Mais que um jornalista comprometido com o fazer cultural, este acreano nascido no seringal Iracema, nos arredores de Rio Branco fazia 63 anos, era um poeta, escritor cuidadoso, polêmico por natureza, boêmio comprometido com o diletantismo. “O que eu mis gostava nele é que onde ele estivesse, os amigos estavam sempre por perto. Às vezes, ele acabava brigando com alguns mas logo refazia as amizades. Ele era um homem assim, sem mágoas”, disse Nazira Mamede, a comerciante do Novo Mercado Velho com a qual o poeta se relacionava como cliente desde os anos 80. “Era muito bom pagador”, elogia dona Nazira, que lhe vendia cerveja, como a muitos outros de seus clientes, na base do “caderno”, para pagar depois.

“No dia do pagamento, o primeiro freguês a chegar na Nazira ou lá na dona Ray era ele”, diz o comerciante Antônio Augusto de Melo, dono da “Banca do Pelé”, no centro de Rio Branco, um de seus muitos parceiros de boemia. “Era uma figura, às vezes encrenqueiro, implicando com quem falasse errado o português, e às vezes de coração transbordante, cheio de carinho”, acrescenta Pelé.

“Era um excelente amigo, bom papo, inteligente, culto. Enfim, um intelectual que se preocupava com a arte e com a cultura do nosso Estado”, disse outro de seus amigos e companheiro de mesa e copo, o advogado Ivo Araújo, professor aposentado da Universidade Federal do Acre (Ufac). “Polêmico às vezes, mas uma pessoa que vai nos fazer muita falta”, acrescentou.
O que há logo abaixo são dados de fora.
// src/session/mod.rs
// Durable anonymous session identity for the chat widget.

use serde::{Deserialize, Serialize};
use std::fs;
use std::path::PathBuf;
use tracing::warn;
use uuid::Uuid;

/// Identity of the current visitor, injected into the widget at construction.
///
/// The session id is durable per browser profile; the user id appears once the
/// visitor authenticates and is carried on every persisted turn from then on.
#[derive(Debug, Clone, Serialize, Deserialize)]
pub struct SessionContext {
    pub session_id: String,
    pub user_id: Option<String>,
}

impl SessionContext {
    pub fn anonymous(session_id: impl Into<String>) -> Self {
        Self {
            session_id: session_id.into(),
            user_id: None,
        }
    }

    pub fn authenticated(session_id: impl Into<String>, user_id: impl Into<String>) -> Self {
        Self {
            session_id: session_id.into(),
            user_id: Some(user_id.into()),
        }
    }
}

/// The single adapter that touches the client-local storage location.
///
/// Everything else receives the resolved identifier through `SessionContext`.
pub struct SessionStorage {
    path: PathBuf,
}

impl SessionStorage {
    pub fn new(path: impl Into<PathBuf>) -> Self {
        Self { path: path.into() }
    }

    /// Storage location under the platform data directory.
    pub fn default_location() -> Self {
        let base = dirs::data_dir().unwrap_or_else(|| PathBuf::from("."));
        Self {
            path: base.join("concierge").join("session_id"),
        }
    }

    /// Return the persisted session identifier, generating and persisting a
    /// new one on first use.
    ///
    /// A storage-write failure is tolerated: the generated id is still
    /// returned and remains stable for the life of the process caller.
    pub fn ensure_session_id(&self) -> String {
        if let Ok(existing) = fs::read_to_string(&self.path) {
            let trimmed = existing.trim();
            if !trimmed.is_empty() {
                return trimmed.to_string();
            }
        }

        let id = generate_session_id();
        if let Some(parent) = self.path.parent() {
            let _ = fs::create_dir_all(parent);
        }
        if let Err(e) = fs::write(&self.path, &id) {
            warn!(error = %e, path = %self.path.display(), "failed to persist session id");
        }
        id
    }
}

/// Generates a new random session ID (UUID v4)
pub fn generate_session_id() -> String {
    Uuid::new_v4().to_string()
}

#[cfg(test)]
mod tests {
    use super::*;

    #[test]
    fn ensure_session_id_is_idempotent() {
        let dir = tempfile::tempdir().unwrap();
        let storage = SessionStorage::new(dir.path().join("session_id"));

        let first = storage.ensure_session_id();
        let second = storage.ensure_session_id();
        assert_eq!(first, second);
        assert!(!first.is_empty());
    }

    #[test]
    fn ensure_session_id_survives_surrounding_whitespace() {
        let dir = tempfile::tempdir().unwrap();
        let path = dir.path().join("session_id");
        fs::write(&path, "  abc-123\n").unwrap();

        let storage = SessionStorage::new(path);
        assert_eq!(storage.ensure_session_id(), "abc-123");
    }

    #[test]
    fn generated_ids_are_unique() {
        assert_ne!(generate_session_id(), generate_session_id());
    }
}
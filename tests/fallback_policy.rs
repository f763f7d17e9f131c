// tests/fallback_policy.rs

use async_trait::async_trait;
use std::collections::HashMap;
use std::sync::Mutex;
use std::time::Duration;
use tokio_util::sync::CancellationToken;

use concierge::llm::fallback::FallbackPolicy;
use concierge::llm::{GenerateRequest, GenerativeBackend, ModelError};

#[derive(Clone)]
enum Script {
    Reply(&'static str),
    RateLimited,
    Timeout,
    Fail,
    Hang,
}

struct ScriptedBackend {
    scripts: HashMap<String, Script>,
    calls: Mutex<Vec<String>>,
}

impl ScriptedBackend {
    fn new(scripts: &[(&str, Script)]) -> Self {
        Self {
            scripts: scripts
                .iter()
                .map(|(model, script)| (model.to_string(), script.clone()))
                .collect(),
            calls: Mutex::new(Vec::new()),
        }
    }

    fn calls(&self) -> Vec<String> {
        self.calls.lock().unwrap().clone()
    }
}

#[async_trait]
impl GenerativeBackend for ScriptedBackend {
    async fn generate(
        &self,
        model: &str,
        _request: &GenerateRequest,
    ) -> Result<String, ModelError> {
        self.calls.lock().unwrap().push(model.to_string());
        match self.scripts.get(model) {
            Some(Script::Reply(text)) => Ok(text.to_string()),
            Some(Script::RateLimited) => Err(ModelError::RateLimited {
                model: model.to_string(),
                message: "quota exceeded".to_string(),
            }),
            Some(Script::Timeout) => Err(ModelError::Timeout {
                model: model.to_string(),
                seconds: 30,
            }),
            Some(Script::Hang) => {
                tokio::time::sleep(Duration::from_secs(60)).await;
                unreachable!("hung attempt should have been cancelled")
            }
            _ => Err(ModelError::Upstream {
                model: model.to_string(),
                message: "boom".to_string(),
            }),
        }
    }
}

fn request() -> GenerateRequest {
    GenerateRequest {
        system_instruction: "You are helpful".to_string(),
        history: vec![],
        message: "hello".to_string(),
    }
}

#[tokio::test]
async fn first_success_wins() {
    let backend = ScriptedBackend::new(&[("a", Script::Reply("from a")), ("b", Script::Reply("from b"))]);
    let policy = FallbackPolicy::new(vec!["a".to_string(), "b".to_string()]);

    let result = policy
        .run(&backend, &request(), &CancellationToken::new())
        .await
        .unwrap();
    assert_eq!(result, "from a");
    assert_eq!(backend.calls(), vec!["a"]);
}

#[tokio::test]
async fn non_quota_failure_advances_to_next_candidate() {
    let backend = ScriptedBackend::new(&[("a", Script::Fail), ("b", Script::Reply("from b"))]);
    let policy = FallbackPolicy::new(vec!["a".to_string(), "b".to_string()]);

    let result = policy
        .run(&backend, &request(), &CancellationToken::new())
        .await
        .unwrap();
    assert_eq!(result, "from b");
    assert_eq!(backend.calls(), vec!["a", "b"]);
}

#[tokio::test]
async fn timeout_advances_like_any_non_quota_failure() {
    let backend = ScriptedBackend::new(&[("a", Script::Timeout), ("b", Script::Reply("from b"))]);
    let policy = FallbackPolicy::new(vec!["a".to_string(), "b".to_string()]);

    let result = policy
        .run(&backend, &request(), &CancellationToken::new())
        .await
        .unwrap();
    assert_eq!(result, "from b");
    assert_eq!(backend.calls(), vec!["a", "b"]);
}

#[tokio::test]
async fn quota_rejection_abandons_the_chain() {
    let backend = ScriptedBackend::new(&[("a", Script::RateLimited), ("b", Script::Reply("from b"))]);
    let policy = FallbackPolicy::new(vec!["a".to_string(), "b".to_string()]);

    let err = policy
        .run(&backend, &request(), &CancellationToken::new())
        .await
        .unwrap_err();
    assert!(err.is_rate_limit());
    assert_eq!(backend.calls(), vec!["a"], "b must never be attempted");
}

#[tokio::test]
async fn exhausted_chain_surfaces_last_error() {
    let backend = ScriptedBackend::new(&[("a", Script::Fail), ("b", Script::Fail)]);
    let policy = FallbackPolicy::new(vec!["a".to_string(), "b".to_string()]);

    let err = policy
        .run(&backend, &request(), &CancellationToken::new())
        .await
        .unwrap_err();
    match err {
        ModelError::Upstream { model, .. } => assert_eq!(model, "b"),
        other => panic!("expected upstream error, got {other:?}"),
    }
    assert_eq!(backend.calls(), vec!["a", "b"]);
}

#[tokio::test]
async fn empty_candidate_list_is_a_generic_failure() {
    let backend = ScriptedBackend::new(&[]);
    let policy = FallbackPolicy::new(vec![]);

    let err = policy
        .run(&backend, &request(), &CancellationToken::new())
        .await
        .unwrap_err();
    assert!(matches!(err, ModelError::NoCandidates));
    assert!(backend.calls().is_empty());
}

#[tokio::test]
async fn pre_cancelled_token_stops_before_any_attempt() {
    let backend = ScriptedBackend::new(&[("a", Script::Reply("from a"))]);
    let policy = FallbackPolicy::new(vec!["a".to_string()]);

    let cancel = CancellationToken::new();
    cancel.cancel();

    let err = policy.run(&backend, &request(), &cancel).await.unwrap_err();
    assert!(matches!(err, ModelError::Cancelled));
    assert!(backend.calls().is_empty());
}

#[tokio::test]
async fn cancellation_aborts_a_hung_attempt() {
    let backend = ScriptedBackend::new(&[("a", Script::Hang)]);
    let policy = FallbackPolicy::new(vec!["a".to_string()]);

    let cancel = CancellationToken::new();
    let canceller = cancel.clone();
    tokio::spawn(async move {
        tokio::time::sleep(Duration::from_millis(50)).await;
        canceller.cancel();
    });

    let err = policy.run(&backend, &request(), &cancel).await.unwrap_err();
    assert!(matches!(err, ModelError::Cancelled));
    assert_eq!(backend.calls(), vec!["a"]);
}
Outro Ivo e também seu amigo, o contador de sobrenome Carneiro, que também costumava dividir mesa com ele, lembra de suas polêmicas mas também de sua ternura e de seu bom gosto musical. Fã de Caetano Veloso e da Música Popular Brasileira e dos clássicos internacionais, tinha predição  pelo paraguaio naturalizado brasileiro Taiguara – tanto é que um de seus dois filhos homens, além do jornalista George Naylor, um advogado, leva o nome do artista. Naylor teve outros filhos, muito amores mas pelo menos um casamento longo, com a artista plástica Jacqueline Mesquita, mãe de seus rapazes.

Formado em História pela Ufac, Naylor George foi contemporâneo de figuras públicas como a ex-ministra Marina Silva e o ex-governador Binho Marques, seus colegas de curso, mas era avesso à política. Era amigo do falecido governador Edmundo Pinto, de quem se dizia seguidor mas não tinha filiação partidária e não gostava de conversar sobre política.

Escreveu, entre outras coisas, quatro livros – “Decima Quinta Lembrança”, uma evocação ao Bairro Quinze, onde viveu após vir do Seringal, “Notícias de Jornal”, o “Encontro das Paralelas”, e uma última coleção de versos e pequenos contos. Os lançamentos de seus livros costumavam ser muito prestigiados. Ele era membro da Academia Acreana de Letras.

Um de deus poemas falava exatamente do instante de sua partida, como agora. “A morte, em mim, não mata nada – só o morto; de mim, a morte não leva nada, só o corpo”.

O poeta, um ser humano cheio de defeitos e também de muitas qualidades, passou para o outro lado na madrugada fria desde 18 de dezembro, após vários dias na UTI (Unidade de Tratamento Intensivo) do hospital da Fundação Hospitalar do Acre (Fundacre). Sofria de diabetes e ultimamente apresentava problemas de pulmão. Também havia ficado praticamente cego e estava com seus movimentos limitados. Foi-se reencontrar com os seus. Que de lá de onde estiver cuide dos que aqui ficam e lamentam profundamente sua prematura partida.